*** Opening Data section ***

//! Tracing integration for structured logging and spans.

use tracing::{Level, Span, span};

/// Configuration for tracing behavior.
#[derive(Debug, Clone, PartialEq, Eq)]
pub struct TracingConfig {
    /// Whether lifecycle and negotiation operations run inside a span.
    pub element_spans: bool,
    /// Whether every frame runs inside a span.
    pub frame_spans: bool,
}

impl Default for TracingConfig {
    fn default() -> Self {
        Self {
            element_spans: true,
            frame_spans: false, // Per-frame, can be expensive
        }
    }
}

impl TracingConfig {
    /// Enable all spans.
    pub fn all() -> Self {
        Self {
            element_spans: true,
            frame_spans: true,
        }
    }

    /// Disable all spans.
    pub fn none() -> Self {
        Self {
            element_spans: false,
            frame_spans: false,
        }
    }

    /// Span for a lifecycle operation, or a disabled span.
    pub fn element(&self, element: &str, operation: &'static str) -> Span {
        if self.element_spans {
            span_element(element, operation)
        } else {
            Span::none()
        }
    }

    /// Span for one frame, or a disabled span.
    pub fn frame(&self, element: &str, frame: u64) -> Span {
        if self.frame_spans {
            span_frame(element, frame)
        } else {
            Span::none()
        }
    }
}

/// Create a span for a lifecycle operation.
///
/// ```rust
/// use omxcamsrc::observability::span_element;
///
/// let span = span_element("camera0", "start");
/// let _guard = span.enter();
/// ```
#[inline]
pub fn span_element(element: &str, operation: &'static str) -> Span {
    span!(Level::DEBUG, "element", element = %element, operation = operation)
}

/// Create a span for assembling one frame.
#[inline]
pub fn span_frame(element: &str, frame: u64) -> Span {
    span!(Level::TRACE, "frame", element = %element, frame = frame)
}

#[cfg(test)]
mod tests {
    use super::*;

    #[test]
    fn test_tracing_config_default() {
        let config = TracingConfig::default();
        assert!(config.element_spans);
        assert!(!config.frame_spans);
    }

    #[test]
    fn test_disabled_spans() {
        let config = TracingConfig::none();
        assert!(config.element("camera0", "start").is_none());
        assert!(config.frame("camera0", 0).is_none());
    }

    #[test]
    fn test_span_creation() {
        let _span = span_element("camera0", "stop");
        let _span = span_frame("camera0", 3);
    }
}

*** Closing Data section ***

» **Work task**
Each line of the listing is to be repeated exactly.

» **Written answer**
//! Tracing integration for structured logging and spans.

use tracing::{Level, Span, span};

/// Configuration for tracing behavior.
#[derive(Debug, Clone, PartialEq, Eq)]
pub struct TracingConfig {
    /// Whether lifecycle and negotiation operations run inside a span.
    pub element_spans: bool,
    /// Whether every frame runs inside a span.
    pub frame_spans: bool,
}

impl Default for TracingConfig {
    fn default() -> Self {
        Self {
            element_spans: true,
            frame_spans: false, // Per-frame, can be expensive
        }
    }
}

impl TracingConfig {
    /// Enable all spans.
    pub fn all() -> Self {
        Self {
            element_spans: true,
            frame_spans: true,
        }
    }

    /// Disable all spans.
    pub fn none() -> Self {
        Self {
            element_spans: false,
            frame_spans: false,
        }
    }

    /// Span for a lifecycle operation, or a disabled span.
    pub fn element(&self, element: &str, operation: &'static str) -> Span {
        if self.element_spans {
            span_element(element, operation)
        } else {
            Span::none()
        }
    }

    /// Span for one frame, or a disabled span.
    pub fn frame(&self, element: &str, frame: u64) -> Span {
        if self.frame_spans {
            span_frame(element, frame)
        } else {
            Span::none()
        }
    }
}

/// Create a span for a lifecycle operation.
///
/// ```rust
/// use omxcamsrc::observability::span_element;
///
/// let span = span_element("camera0", "start");
/// let _guard = span.enter();
/// ```
#[inline]
pub fn span_element(element: &str, operation: &'static str) -> Span {
    span!(Level::DEBUG, "element", element = %element, operation = operation)
}

/// Create a span for assembling one frame.
#[inline]
pub fn span_frame(element: &str, frame: u64) -> Span {
    span!(Level::TRACE, "frame", element = %element, frame = frame)
}

#[cfg(test)]
mod tests {
    use super::*;

    #[test]
    fn test_tracing_config_default() {
        let config = TracingConfig::default();
        assert!(config.element_spans);
        assert!(!config.frame_spans);
    }

    #[test]
    fn test_disabled_spans() {
        let config = TracingConfig::none();
        assert!(config.element("camera0", "start").is_none());
        assert!(config.frame("camera0", 0).is_none());
    }

    #[test]
    fn test_span_creation() {
        let _span = span_element("camera0", "stop");
        let _span = span_frame("camera0", 3);
    }
}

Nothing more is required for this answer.